6 “Is not this the kind of fasting I have chosen: to loose the chains of injustice
and untie the cords of the yoke, to set the oppressed free
and break every yoke?
7 Is it not to share your food with the hungry
and to provide the poor wanderer with shelter— when you see the naked, to clothe them,
and not to turn away from your own flesh and blood?
8 Then your light will break forth like the dawn,
and your healing will quickly appear; then your righteousness will go before you,
and the glory of the LORD will be your rear guard.
9 Then you will call, and the LORD will answer;
you will cry for help, and he will say: Here am I.
“If you do away with the yoke of oppression,
with the pointing finger and malicious talk,
10 and if you spend yourselves in behalf of the hungry
and satisfy the needs of the oppressed, then your light will rise in the darkness,
and your night will become like the noonday.
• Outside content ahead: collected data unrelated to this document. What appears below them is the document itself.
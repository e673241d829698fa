use serde_json::Value;
use std::fs;
use std::path::Path;

use crate::error::{LoadError, LoadResult};
use crate::locale::canonicalize_tag;
use crate::rules::TextRule;
use crate::{LanguageTable, Messages};

/// Load one language's messages from a JSON file
///
/// The file holds a flat JSON object:
/// ```json
/// {
///     "@metadata": { ... },
///     "greeting": "Привіт",
///     "farewell": "До побачення"
/// }
/// ```
/// Keys starting with `@` are metadata and skipped. Values that are not
/// strings are skipped with a warning rather than failing the whole file.
///
/// # Arguments
/// * `path` - Path to the JSON file
///
/// # Errors
/// - File not found or unreadable
/// - Invalid JSON
/// - Root is not an object
pub fn load_messages_from_file(path: &Path) -> LoadResult<Messages> {
    // Read the file
    let content = fs::read_to_string(path)
        .map_err(|e| LoadError::Io(format!("'{}': {}", path.display(), e)))?;

    // Parse JSON
    let json: Value = serde_json::from_str(&content)
        .map_err(|e| LoadError::Parse(format!("'{}': {}", path.display(), e)))?;

    // Ensure it's an object
    let obj = json.as_object().ok_or_else(|| {
        LoadError::Shape(format!("'{}': root must be an object", path.display()))
    })?;

    let mut messages = Messages::new();
    for (key, value) in obj {
        // Skip metadata
        if key.starts_with('@') {
            continue;
        }

        if let Some(text) = value.as_str() {
            messages.with_message(key, text);
        } else {
            eprintln!("Warning: Message '{}' is not a string, skipping", key);
        }
    }

    Ok(messages)
}

/// Load a language table from a directory of JSON files
///
/// Scans the directory for `*.json` files; each filename without its
/// extension is the language tag, canonicalized on insertion. For example
/// `en.json` becomes `"en"` and `uk-ua.json` becomes `"uk-UA"`.
///
/// # Arguments
/// * `dir` - Directory path containing per-language JSON files
///
/// # Errors
/// - Directory not found
/// - File read/parse errors
pub fn load_table_from_dir(dir: &Path) -> LoadResult<LanguageTable> {
    if !dir.exists() {
        return Err(LoadError::Io(format!(
            "Directory not found: {}",
            dir.display()
        )));
    }

    if !dir.is_dir() {
        return Err(LoadError::Io(format!(
            "Path is not a directory: {}",
            dir.display()
        )));
    }

    let mut table = LanguageTable::new();

    let entries = fs::read_dir(dir)
        .map_err(|e| LoadError::Io(format!("'{}': {}", dir.display(), e)))?;

    for entry in entries {
        let entry = entry.map_err(|e| LoadError::Io(format!("Error reading directory entry: {}", e)))?;

        let path = entry.path();

        // Only process JSON files
        if path.extension().and_then(|ext| ext.to_str()) != Some("json") {
            continue;
        }

        // Filename without extension is the language tag
        let tag = path
            .file_stem()
            .and_then(|stem| stem.to_str())
            .ok_or_else(|| LoadError::Io(format!("Invalid filename: {}", path.display())))?;

        let messages = load_messages_from_file(&path)?;

        table.insert(canonicalize_tag(tag), messages);
    }

    if table.is_empty() {
        eprintln!("Warning: No JSON files found in directory {}", dir.display());
    }

    Ok(table)
}

/// Load a language table from a single nested JSON file
///
/// The file holds one object per language tag:
/// ```json
/// {
///     "en": {"greeting": "Hello"},
///     "uk": {"greeting": "Привіт"}
/// }
/// ```
/// Tags are canonicalized on insertion. Inside each language object the
/// same rules apply as for a per-language file: `@`-prefixed keys are
/// metadata, non-string values are skipped with a warning.
///
/// # Errors
/// - File not found or unreadable
/// - Invalid JSON
/// - Root is not an object, or a language entry is not an object
pub fn load_table_from_file(path: &Path) -> LoadResult<LanguageTable> {
    let content = fs::read_to_string(path)
        .map_err(|e| LoadError::Io(format!("'{}': {}", path.display(), e)))?;

    let json: Value = serde_json::from_str(&content)
        .map_err(|e| LoadError::Parse(format!("'{}': {}", path.display(), e)))?;

    let obj = json.as_object().ok_or_else(|| {
        LoadError::Shape(format!("'{}': root must be an object", path.display()))
    })?;

    let mut table = LanguageTable::new();
    for (tag, entry) in obj {
        let entry = entry.as_object().ok_or_else(|| {
            LoadError::Shape(format!(
                "'{}': entry for language '{}' must be an object",
                path.display(),
                tag
            ))
        })?;

        let mut messages = Messages::new();
        for (key, value) in entry {
            if key.starts_with('@') {
                continue;
            }
            if let Some(text) = value.as_str() {
                messages.with_message(key, text);
            } else {
                eprintln!("Warning: Message '{}' is not a string, skipping", key);
            }
        }
        table.insert(canonicalize_tag(tag), messages);
    }

    Ok(table)
}

/// Load a rule list from a JSON file
///
/// The file holds an array of rule records:
/// ```json
/// [
///     {"class": "menu-item", "source": "Steak", "destination": "Стейк"}
/// ]
/// ```
/// Rule order in the file is preserved; it decides which rule wins when
/// several match the same element.
///
/// # Errors
/// - File not found or unreadable
/// - Invalid JSON or records missing a field
pub fn load_rules_from_file(path: &Path) -> LoadResult<Vec<TextRule>> {
    let content = fs::read_to_string(path)
        .map_err(|e| LoadError::Io(format!("'{}': {}", path.display(), e)))?;

    serde_json::from_str(&content)
        .map_err(|e| LoadError::Parse(format!("'{}': {}", path.display(), e)))
}
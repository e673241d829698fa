/// Error types for loading translation data from disk
#[derive(Debug, Clone, PartialEq, Eq)]
pub enum LoadError {
    /// File or directory could not be read
    Io(String),
    /// File contents are not valid JSON
    Parse(String),
    /// JSON parsed but does not have the expected shape
    Shape(String),
}

impl std::fmt::Display for LoadError {
    fn fmt(&self, f: &mut std::fmt::Formatter<'_>) -> std::fmt::Result {
        match self {
            LoadError::Io(msg) => write!(f, "Read error: {}", msg),
            LoadError::Parse(msg) => write!(f, "Parse error: {}", msg),
            LoadError::Shape(msg) => write!(f, "Format error: {}", msg),
        }
    }
}

impl std::error::Error for LoadError {}

/// Result type for loader operations
pub type LoadResult<T> = Result<T, LoadError>;
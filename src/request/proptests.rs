//! Property-based tests for request composition
//!
//! These verify the ordering rule holds across all histories: system entry
//! first, history in order, the new user turn exactly once, last.

use super::RequestBuilder;
use crate::completion::Role;
use crate::conversation::{Speaker, Turn};
use crate::policy::Policy;
use proptest::prelude::*;

// ============================================================================
// Arbitrary Generators
// ============================================================================

fn arb_speaker() -> impl Strategy<Value = Speaker> {
    prop_oneof![Just(Speaker::User), Just(Speaker::Assistant)]
}

fn arb_turn() -> impl Strategy<Value = Turn> {
    (arb_speaker(), "[a-zA-Z0-9 ]{0,40}").prop_map(|(speaker, text)| Turn { speaker, text })
}

fn arb_history() -> impl Strategy<Value = Vec<Turn>> {
    proptest::collection::vec(arb_turn(), 0..12)
}

// ============================================================================
// Property Tests
// ============================================================================

proptest! {
    #[test]
    fn prop_payload_shape_is_invariant(history in arb_history(), text in "[a-zA-Z0-9 ]{1,30}") {
        let builder = RequestBuilder::new(Policy::new("politica"), "test-model");
        let user_turn = Turn::user(text.clone());

        let request = builder.build(&history, &user_turn);

        prop_assert_eq!(request.model.as_str(), "test-model");
        prop_assert_eq!(request.messages.len(), history.len() + 2);

        prop_assert_eq!(request.messages[0].role, Role::System);
        prop_assert_eq!(request.messages[0].content.as_str(), "politica");

        let last = &request.messages[request.messages.len() - 1];
        prop_assert_eq!(last.role, Role::User);
        prop_assert_eq!(last.content.as_str(), text.as_str());
    }

    #[test]
    fn prop_history_rides_in_order_with_mapped_roles(history in arb_history()) {
        let builder = RequestBuilder::new(Policy::new("politica"), "test-model");
        let request = builder.build(&history, &Turn::user("oi"));

        let middle = &request.messages[1..request.messages.len() - 1];
        prop_assert_eq!(middle.len(), history.len());

        for (entry, turn) in middle.iter().zip(&history) {
            let expected = match turn.speaker {
                Speaker::User => Role::User,
                Speaker::Assistant => Role::Assistant,
            };
            prop_assert_eq!(entry.role, expected);
            prop_assert_eq!(entry.content.as_str(), turn.text.as_str());
        }
    }

    #[test]
    fn prop_builder_never_reads_the_user_turn_from_history(text in "[a-zA-Z0-9 ]{1,30}") {
        // Even when the history already ends with an identical user turn
        // (the echo already appended), the builder adds its argument once.
        let builder = RequestBuilder::new(Policy::new("politica"), "test-model");
        let user_turn = Turn::user(text);
        let history = vec![user_turn.clone()];

        let request = builder.build(&history, &user_turn);

        prop_assert_eq!(request.messages.len(), 3);
        prop_assert_eq!(request.messages[1].content.as_str(), user_turn.text.as_str());
        prop_assert_eq!(request.messages[2].content.as_str(), user_turn.text.as_str());
    }
}
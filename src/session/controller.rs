//! The Idle/Awaiting controller around one conversation

use super::guard::BusyGuard;
use crate::completion::CompletionClient;
use crate::conversation::{Conversation, Turn};
use crate::policy::Policy;
use crate::request::RequestBuilder;
use std::sync::atomic::{AtomicBool, Ordering};
use std::sync::{Mutex, MutexGuard, PoisonError};
use std::time::Duration;
use thiserror::Error;
use tokio::time::sleep;

/// Pause between transport resolution and the assistant append, so replies
/// do not land with machine-feeling immediacy.
pub const SETTLE_DELAY: Duration = Duration::from_millis(800);

/// Reply appended when a request fails. The user never sees a raw error.
pub const FALLBACK_REPLY: &str =
    "Desculpe, ocorreu um erro ao processar sua mensagem. Por favor, tente novamente.";

/// Submission rejected by the entry guard.
///
/// Nothing changed and nothing was sent; host UIs ignore these silently.
#[derive(Debug, Error, Clone, Copy, PartialEq, Eq)]
pub enum SubmitError {
    /// Trimmed input buffer is empty
    #[error("input is empty")]
    EmptyInput,
    /// A request is already awaiting its reply
    #[error("a request is already in flight")]
    Busy,
}

/// One user's chat session: the transcript, the draft input, and the busy
/// flag, driven round after round by [`submit`](ChatSession::submit).
///
/// All methods take `&self` so a host can hold the session behind an `Arc`
/// and call in from wherever its UI events arrive; the submit guard is the
/// only concurrency control a session needs.
pub struct ChatSession {
    conversation: Mutex<Conversation>,
    input: Mutex<String>,
    busy: AtomicBool,
    builder: RequestBuilder,
    client: Box<dyn CompletionClient>,
    settle_delay: Duration,
}

impl ChatSession {
    /// A new idle session seeded with the greeting turn.
    pub fn new(
        policy: Policy,
        model: impl Into<String>,
        client: impl CompletionClient + 'static,
    ) -> Self {
        Self {
            conversation: Mutex::new(Conversation::seeded()),
            input: Mutex::new(String::new()),
            busy: AtomicBool::new(false),
            builder: RequestBuilder::new(policy, model),
            client: Box::new(client),
            settle_delay: SETTLE_DELAY,
        }
    }

    /// Override the settling delay. Tests run with zero or small values.
    pub fn with_settle_delay(mut self, delay: Duration) -> Self {
        self.settle_delay = delay;
        self
    }

    /// Replace the draft input. Host UIs send the whole field value on
    /// every edit.
    pub fn set_input(&self, text: impl Into<String>) {
        *self.lock_input() = text.into();
    }

    /// Current draft input.
    pub fn input(&self) -> String {
        self.lock_input().clone()
    }

    /// Whether a request is outstanding. Source of the typing indicator.
    pub fn is_busy(&self) -> bool {
        self.busy.load(Ordering::Acquire)
    }

    /// Transcript copy in display order.
    pub fn turns(&self) -> Vec<Turn> {
        self.lock_conversation().turns().to_vec()
    }

    /// Submit the draft input as a user turn and drive the exchange to its
    /// reply.
    ///
    /// Phase one, synchronous: guard check, optimistic append of the user
    /// turn, input cleared. Phase two, asynchronous: one transport call,
    /// then the settling delay, then exactly one assistant append (the
    /// reply, or the fallback on any failure). Returns the appended text.
    ///
    /// The turn carries the buffer contents raw; trimming applies only to
    /// the emptiness check.
    pub async fn submit(&self) -> Result<String, SubmitError> {
        let (text, _guard) = {
            let mut input = self.lock_input();
            if input.trim().is_empty() {
                return Err(SubmitError::EmptyInput);
            }
            let guard = BusyGuard::acquire(&self.busy).ok_or(SubmitError::Busy)?;
            (std::mem::take(&mut *input), guard)
        };

        let user_turn = Turn::user(text);
        let request = {
            let mut conversation = self.lock_conversation();
            let history = conversation.snapshot_for_request();
            conversation.append(user_turn.clone());
            self.builder.build(&history, &user_turn)
        };

        let outcome = self.client.complete(&request).await;
        sleep(self.settle_delay).await;

        let reply = match outcome {
            Ok(response) => match response.first_reply() {
                Some(reply) => reply.to_string(),
                None => {
                    tracing::warn!("completion response carried no usable choice");
                    FALLBACK_REPLY.to_string()
                }
            },
            Err(e) => {
                tracing::warn!(kind = ?e.kind, error = %e, "completion failed, appending fallback");
                FALLBACK_REPLY.to_string()
            }
        };

        self.lock_conversation().append(Turn::assistant(reply.clone()));
        Ok(reply)
    }

    fn lock_conversation(&self) -> MutexGuard<'_, Conversation> {
        self.conversation
            .lock()
            .unwrap_or_else(PoisonError::into_inner)
    }

    fn lock_input(&self) -> MutexGuard<'_, String> {
        self.input.lock().unwrap_or_else(PoisonError::into_inner)
    }
}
11 The LORD will guide you always;
he will satisfy your needs in a sun-scorched land
and will strengthen your frame. You will be like a well-watered garden,
like a spring whose waters never fail.
12 Your people will rebuild the ancient ruins
and will raise up the age-old foundations; you will be called Repairer of Broken Walls,
Restorer of Streets with Dwellings.
13 “If you keep your feet from breaking the Sabbath
and from doing as you please on my holy day, if you call the Sabbath a delight
and the LORD’s holy day honorable, and if you honor it by not going your own way
and not doing as you please or speaking idle words,
14 then you will find your joy in the LORD,
and I will cause you to ride in triumph on the heights of the land
and to feast on the inheritance of your father Jacob.”
For the mouth of the LORD has spoken.

God declares the amazing things that He wants to do and to see, but He wants the Israelites to participate. He lays out an agenda more far reaching than any dream they may have had. But they have to change.

Why, WHY do I think I know better than the God of the universe what’s best? Today the text had the final word. Oh Lord Jesus Christ, Son of God, have mercy on me, a sinner.